I have seen many useful blogs that give you introduction to MOSS 2007 SSO. I am going to try to differ a little bit by walking you through basic steps of configuring external data sources and accessing the data using a web part in MOSS 2007.

Why do we need to use MOSS 2007 – Single Sign-On (SSO)?

MOSS 2007 SSO facilitates securely accessing external data sources from MOSS 2007. The major advantage with using this approach is all external data source credentials passed to MOSS 2007 are encrypted and just plain text. You may be accessing ERP systems like Siebel, SAP which may in turn be using any databases and you don't want to be passing your login credentials without encryption. Further, BDC can be configured to use SSO to access external data securely.

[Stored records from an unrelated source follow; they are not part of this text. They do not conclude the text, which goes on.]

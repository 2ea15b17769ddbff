//! Run-time configuration for the coupled integrator.
//!
//! All physical constants and model switches are passed explicitly into
//! constructors; there is no ambient global state. [`ModelOptions`] mirrors
//! the solver-context switches that select which sub-systems exist and
//! which dependency updates run.

/// Physical constants, passed explicitly (never looked up globally).
#[derive(Clone, Copy, Debug)]
pub struct PhysicalConstants {
    /// Gravitational acceleration (m/s²).
    pub g: f64,
    /// Reference density (kg/m³).
    pub rho_0: f64,
    /// Von Karman constant (bottom friction log layer).
    pub von_karman: f64,
    /// Bottom roughness length (m).
    pub z0_friction: f64,
    /// Haline contraction coefficient of the linear equation of state
    /// (1/psu).
    pub beta_saline: f64,
    /// Reference salinity of the linear equation of state (psu).
    pub salt_ref: f64,
}

impl Default for PhysicalConstants {
    fn default() -> Self {
        Self {
            g: 9.81,
            rho_0: 1025.0,
            von_karman: 0.4,
            z0_friction: 1.5e-3,
            beta_saline: 7.6e-4,
            salt_ref: 34.0,
        }
    }
}

/// Model switches and time steps consumed by the coupled recipes.
///
/// `dt` is the outer (3D, baroclinic) time step; `dt_2d` is the *target*
/// inner (barotropic) step. Sub-cycling recipes derive the actual inner
/// step per stage so that an integer number of inner steps exactly tiles
/// each stage interval.
#[derive(Clone, Debug)]
pub struct ModelOptions {
    /// Outer (3D) time step (s).
    pub dt: f64,
    /// Target inner (barotropic) time step (s).
    pub dt_2d: f64,
    /// Solve the salinity tracer equation.
    pub solve_salt: bool,
    /// Solve vertical diffusion of 3D momentum as a separate implicit step.
    pub solve_vert_diffusion: bool,
    /// Update the moving (ALE) mesh to follow the free surface.
    pub use_ale_moving_mesh: bool,
    /// Run the two-equation turbulence closure.
    pub use_turbulence: bool,
    /// Advect the turbulence quantities explicitly (IMEX/semi-implicit
    /// recipes only).
    pub use_turbulence_advection: bool,
    /// Apply the monotonicity limiter to tracers and turbulence quantities.
    pub use_limiter_for_tracers: bool,
    /// Compute the baroclinic pressure head from the tracer field.
    pub baroclinic: bool,
    /// Recompute bottom-friction fields after each sub-stage.
    pub use_bottom_friction: bool,
    /// Derive a parabolic eddy-viscosity profile from bottom friction.
    pub use_parabolic_viscosity: bool,
    /// Smagorinsky coefficient; `Some` enables Smagorinsky viscosity.
    pub smagorinsky_factor: Option<f64>,
    /// Tracer-jump diffusivity coefficient; `Some` enables jump diffusion.
    pub salt_jump_diff_factor: Option<f64>,
    /// Expected salinity range for jump-diffusivity scaling (PSU).
    pub salt_range: f64,
}

impl ModelOptions {
    /// Create options with the given time steps and everything disabled.
    pub fn new(dt: f64, dt_2d: f64) -> Self {
        Self {
            dt,
            dt_2d,
            solve_salt: false,
            solve_vert_diffusion: false,
            use_ale_moving_mesh: false,
            use_turbulence: false,
            use_turbulence_advection: false,
            use_limiter_for_tracers: false,
            baroclinic: false,
            use_bottom_friction: false,
            use_parabolic_viscosity: false,
            smagorinsky_factor: None,
            salt_jump_diff_factor: None,
            salt_range: 30.0,
        }
    }

    /// Enable the salinity equation.
    pub fn with_salt(mut self) -> Self {
        self.solve_salt = true;
        self
    }

    /// Enable the implicit vertical-diffusion step.
    pub fn with_vert_diffusion(mut self) -> Self {
        self.solve_vert_diffusion = true;
        self
    }

    /// Enable the ALE moving mesh.
    pub fn with_ale_moving_mesh(mut self) -> Self {
        self.use_ale_moving_mesh = true;
        self
    }

    /// Enable the turbulence closure.
    pub fn with_turbulence(mut self) -> Self {
        self.use_turbulence = true;
        self
    }

    /// Enable the tracer limiter.
    pub fn with_tracer_limiter(mut self) -> Self {
        self.use_limiter_for_tracers = true;
        self
    }

    /// Enable baroclinic pressure-head computation.
    pub fn with_baroclinic(mut self) -> Self {
        self.baroclinic = true;
        self
    }

    /// Enable bottom-friction recomputation.
    pub fn with_bottom_friction(mut self) -> Self {
        self.use_bottom_friction = true;
        self
    }

    /// Enable the parabolic eddy-viscosity profile.
    pub fn with_parabolic_viscosity(mut self) -> Self {
        self.use_parabolic_viscosity = true;
        self
    }

    /// Enable turbulence-quantity advection alongside the closure.
    pub fn with_turbulence_advection(mut self) -> Self {
        self.use_turbulence_advection = true;
        self
    }

    /// Enable Smagorinsky viscosity with the given coefficient.
    pub fn with_smagorinsky(mut self, factor: f64) -> Self {
        self.smagorinsky_factor = Some(factor);
        self
    }

    /// Enable tracer-jump diffusivity with the given coefficient.
    pub fn with_jump_diffusivity(mut self, factor: f64) -> Self {
        self.salt_jump_diff_factor = Some(factor);
        self
    }
}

In our example, we will access a SQL Server database. For demo purposes, I have created a SQL Server 2005 database named "SSODemo". I have one table named "Customer" with 2 columns "CustomerName varchar(50)" & "CustomerPhone varchar(12) and a user with username "ssoDemoUser" has necessary privileges to access the database and perform DML operations.

Step 1: Navigate to Central admin — Operations — Manage Single Sign-On (should be listed as the last option under "Security Configuration" section )

If you get an error message on the screen which says

"Failed to connect to Microsoft Single Sign-on Service. To configure, please ensure the service is running"

go to Services and start the "Microsoft Single Sign-on Service" and refresh the Manage Single Sign-on page.

2: Select Manage server settings under Server settings


3: Enter all required information in the "Manage Server Settings for Single Sign-On".  and submit the form.


If you get an error message which says "You don't have rights", go back to the services and change the Logon credentials for "Microsoft Single Sign-on Service" to the exact domain account you will be using for the "Account name" shown in the screen shot.

Once the submit is successful you will be redirected back to the main screen. You will now see the "Manage encryption key" link enabled. If you click on it, you will be able to create,backup and restore encryption keys used in SSO operations.

4: Next step is creating a new Enterprise Application Definition. Click on "Manage settings for enterprise application definitions" and then "New Item"


5: Fill in the information as shown in the screen shots below



Note that username and password are 2 login credentials that we need apart from the datasource (which we will define using Share Point Designer — SPD) to access the SQL Server database. In terms of external ERP systems, you can define all the login elements required in this screen. Once you have entered all the information, submit the form.

6: Next option is to set up account information. (select the 2nd option under "Enterprise Application Definition Settings). The screen that loads will enable you to setup new account information. I had created a domain group called SSO Users, but you can use any valid group in your domain.


On the next screen, we enter our SQL Server username and password. Recollect that I had created an user named "ssoDemoUser"


Select "Done" on the next form.

7: Next is configuring the data source using SPD.  In SPD, open Data Source Library under Task Panes and select Database Connections — Connect to a database.


Select Configure Database Connection


In the Configure Database Connection, key in the server and for authentication select SSO


In the Single Sign-On settings, key in the following information (DemoSSOApplication was the application name we defined in the enterprise application definition)


If the connection is successful, you will see the next screen where you can pick the option to run a SQL command or stored procedure.  Select the "specify custom Select" option to enter custom queries.


Select "Edit Command" button to enter a SQL statement


Select "OK" to all other forms.

8: You will now see a "Custom Query" section under


Drag and Drop the Custom Query to any page in your site. Check-in and Publish the page. You will now be able to see a web part displaying the query results from the database.


Pretty cool?

This is just a basic demo of showing MOSS SSO features. It is a powerful feature within MOSS 2007 to access disparate data sources securely.